→ TASK REQUIREMENTS: What is needed is each line of the data below that holds the string "contains".

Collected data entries
★ ★ ★ ★ ★ ★ ★

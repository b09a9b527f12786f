//! Integration tests for the secret-mask binary.
// The cargo_bin function is marked deprecated in favor of cargo_bin! macro,
// but both work correctly. Suppressing until assert_cmd stabilizes the new API.
#![allow(deprecated)]

use assert_cmd::cargo::cargo_bin;
use assert_cmd::Command;
use predicates::prelude::*;
use std::fs;
use tempfile::TempDir;

const SECRET: &str = "sup3r-s3cret-value";

/// A command isolated from config files and name-based detection, with a
/// single secret registered through `--secret-env`.
fn secret_mask(temp: &TempDir, subcommand: &str) -> Command {
    let mut cmd = Command::new(cargo_bin("secret-mask"));
    cmd.current_dir(temp.path());
    cmd.env_remove("SECRET_MASK_CONFIG");
    cmd.env_remove("SECRET_MASK_MASK");
    cmd.env_remove("SECRET_MASK_TIMEOUT_MS");
    cmd.env_remove("SECRET_MASK_ENV_FILE");
    cmd.env_remove("RUST_LOG");
    cmd.env("MY_VALUE", SECRET);
    cmd.args([subcommand, "--no-detect", "-s", "MY_VALUE"]);
    cmd
}

#[test]
fn cli_shows_help() -> Result<(), Box<dyn std::error::Error>> {
    let mut cmd = Command::new(cargo_bin("secret-mask"));
    cmd.arg("--help");
    cmd.assert()
        .success()
        .stdout(predicate::str::contains("Usage"))
        .stdout(predicate::str::contains("filter"));
    Ok(())
}

#[test]
fn cli_shows_version() -> Result<(), Box<dyn std::error::Error>> {
    let mut cmd = Command::new(cargo_bin("secret-mask"));
    cmd.arg("--version");
    cmd.assert()
        .success()
        .stdout(predicate::str::contains(env!("CARGO_PKG_VERSION")));
    Ok(())
}

#[test]
fn cli_invalid_command_fails() -> Result<(), Box<dyn std::error::Error>> {
    let mut cmd = Command::new(cargo_bin("secret-mask"));
    cmd.arg("invalid-command");
    cmd.assert().failure();
    Ok(())
}

#[test]
fn cli_filter_masks_stdin() -> Result<(), Box<dyn std::error::Error>> {
    let temp = TempDir::new()?;
    let mut cmd = secret_mask(&temp, "filter");
    cmd.write_stdin(format!("token: {SECRET}\nbye\n"));
    cmd.assert()
        .success()
        .stdout("token: [REDACTED]\nbye\n");
    Ok(())
}

#[test]
fn cli_filter_uses_custom_mask() -> Result<(), Box<dyn std::error::Error>> {
    let temp = TempDir::new()?;
    let mut cmd = secret_mask(&temp, "filter");
    cmd.args(["--mask", "***"]);
    cmd.write_stdin(format!("{SECRET}{SECRET}"));
    cmd.assert().success().stdout("******");
    Ok(())
}

#[test]
fn cli_filter_passes_partial_secret_through() -> Result<(), Box<dyn std::error::Error>> {
    let temp = TempDir::new()?;
    let mut cmd = secret_mask(&temp, "filter");
    cmd.write_stdin("prefix sup3r-s3c");
    cmd.assert().success().stdout("prefix sup3r-s3c");
    Ok(())
}

#[test]
fn cli_filter_warns_without_secrets() -> Result<(), Box<dyn std::error::Error>> {
    let temp = TempDir::new()?;
    let mut cmd = Command::new(cargo_bin("secret-mask"));
    cmd.current_dir(temp.path());
    cmd.env_remove("SECRET_MASK_CONFIG");
    cmd.args(["filter", "--no-detect"]);
    cmd.write_stdin("hello");
    cmd.assert()
        .success()
        .stdout("hello")
        .stderr(predicate::str::contains("no secrets registered"));
    Ok(())
}

#[test]
fn cli_quiet_suppresses_warning() -> Result<(), Box<dyn std::error::Error>> {
    let temp = TempDir::new()?;
    let mut cmd = Command::new(cargo_bin("secret-mask"));
    cmd.current_dir(temp.path());
    cmd.env_remove("SECRET_MASK_CONFIG");
    cmd.args(["-q", "filter", "--no-detect"]);
    cmd.write_stdin("hello");
    cmd.assert().success().stderr(predicate::str::is_empty());
    Ok(())
}

#[test]
fn cli_filter_reads_config_file() -> Result<(), Box<dyn std::error::Error>> {
    let temp = TempDir::new()?;
    fs::write(
        temp.path().join(".secret-mask.yml"),
        "mask: '<hidden>'\nsecret_env: [OTHER_VALUE]\n",
    )?;
    let mut cmd = secret_mask(&temp, "filter");
    cmd.env("OTHER_VALUE", "another-one");
    cmd.write_stdin(format!("{SECRET} another-one"));
    cmd.assert().success().stdout("<hidden> <hidden>");
    Ok(())
}

#[test]
fn cli_invalid_config_fails() -> Result<(), Box<dyn std::error::Error>> {
    let temp = TempDir::new()?;
    fs::write(temp.path().join(".secret-mask.yml"), "unknown_key: true\n")?;
    let mut cmd = secret_mask(&temp, "filter");
    cmd.write_stdin("");
    cmd.assert()
        .failure()
        .stderr(predicate::str::contains("Failed to parse config"));
    Ok(())
}

#[test]
fn cli_missing_explicit_config_fails() -> Result<(), Box<dyn std::error::Error>> {
    let temp = TempDir::new()?;
    let mut cmd = secret_mask(&temp, "config");
    cmd.args(["--config", "nope.yml"]);
    cmd.assert()
        .failure()
        .stderr(predicate::str::contains("Configuration not found"));
    Ok(())
}

#[test]
fn cli_config_json_hides_values() -> Result<(), Box<dyn std::error::Error>> {
    let temp = TempDir::new()?;
    let mut cmd = secret_mask(&temp, "config");
    cmd.arg("--json");
    cmd.assert()
        .success()
        .stdout(predicate::str::contains("\"secret_count\": 1"))
        .stdout(predicate::str::contains(SECRET).not());
    Ok(())
}

#[test]
fn cli_completions_generates_script() -> Result<(), Box<dyn std::error::Error>> {
    let mut cmd = Command::new(cargo_bin("secret-mask"));
    cmd.args(["completions", "bash"]);
    cmd.assert()
        .success()
        .stdout(predicate::str::contains("secret-mask"));
    Ok(())
}

#[cfg(unix)]
#[test]
fn cli_run_masks_stdout_and_stderr() -> Result<(), Box<dyn std::error::Error>> {
    let temp = TempDir::new()?;
    let mut cmd = secret_mask(&temp, "run");
    cmd.args(["--", "sh", "-c", "echo \"out $MY_VALUE\"; echo \"err $MY_VALUE\" >&2"]);
    cmd.assert()
        .success()
        .stdout("out [REDACTED]\n")
        .stderr("err [REDACTED]\n");
    Ok(())
}

#[cfg(unix)]
#[test]
fn cli_run_propagates_exit_code() -> Result<(), Box<dyn std::error::Error>> {
    let temp = TempDir::new()?;
    let mut cmd = secret_mask(&temp, "run");
    cmd.args(["--", "sh", "-c", "exit 3"]);
    cmd.assert().code(3);
    Ok(())
}

#[cfg(unix)]
#[test]
fn cli_run_without_masking() -> Result<(), Box<dyn std::error::Error>> {
    let temp = TempDir::new()?;
    let mut cmd = secret_mask(&temp, "run");
    cmd.args(["--no-masking", "--", "sh", "-c", "echo $MY_VALUE"]);
    cmd.assert().success().stdout(format!("{SECRET}\n"));
    Ok(())
}

#[cfg(unix)]
#[test]
fn cli_run_injects_and_masks_env_file() -> Result<(), Box<dyn std::error::Error>> {
    let temp = TempDir::new()?;
    fs::write(temp.path().join("deploy.env"), "DEPLOY_PASS=from-env-file\n")?;
    let mut cmd = secret_mask(&temp, "run");
    cmd.args(["--env-file", "deploy.env", "--", "sh", "-c", "echo $DEPLOY_PASS"]);
    cmd.assert().success().stdout("[REDACTED]\n");
    Ok(())
}

#[test]
fn cli_run_missing_program_fails() -> Result<(), Box<dyn std::error::Error>> {
    let temp = TempDir::new()?;
    let mut cmd = secret_mask(&temp, "run");
    cmd.args(["--", "definitely-not-a-real-program-xyz"]);
    cmd.assert()
        .failure()
        .stderr(predicate::str::contains("definitely-not-a-real-program-xyz"));
    Ok(())
}

#[test]
fn cli_debug_flag_logs_to_stderr() -> Result<(), Box<dyn std::error::Error>> {
    let temp = TempDir::new()?;
    let mut cmd = secret_mask(&temp, "filter");
    cmd.arg("--debug");
    cmd.write_stdin("x");
    cmd.assert()
        .success()
        .stdout("x")
        .stderr(predicate::str::contains("resolved secrets"));
    Ok(())
}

★ ★ ★ ★ ★ ★ ★

→ WORKED SOLUTION:
        .stdout(predicate::str::contains("Usage"))
        .stdout(predicate::str::contains("filter"));
        .stdout(predicate::str::contains(env!("CARGO_PKG_VERSION")));
        .stderr(predicate::str::contains("no secrets registered"));
        .stderr(predicate::str::contains("Failed to parse config"));
        .stderr(predicate::str::contains("Configuration not found"));
        .stdout(predicate::str::contains("\"secret_count\": 1"))
        .stdout(predicate::str::contains(SECRET).not());
        .stdout(predicate::str::contains("secret-mask"));
        .stderr(predicate::str::contains("definitely-not-a-real-program-xyz"));
        .stderr(predicate::str::contains("resolved secrets"));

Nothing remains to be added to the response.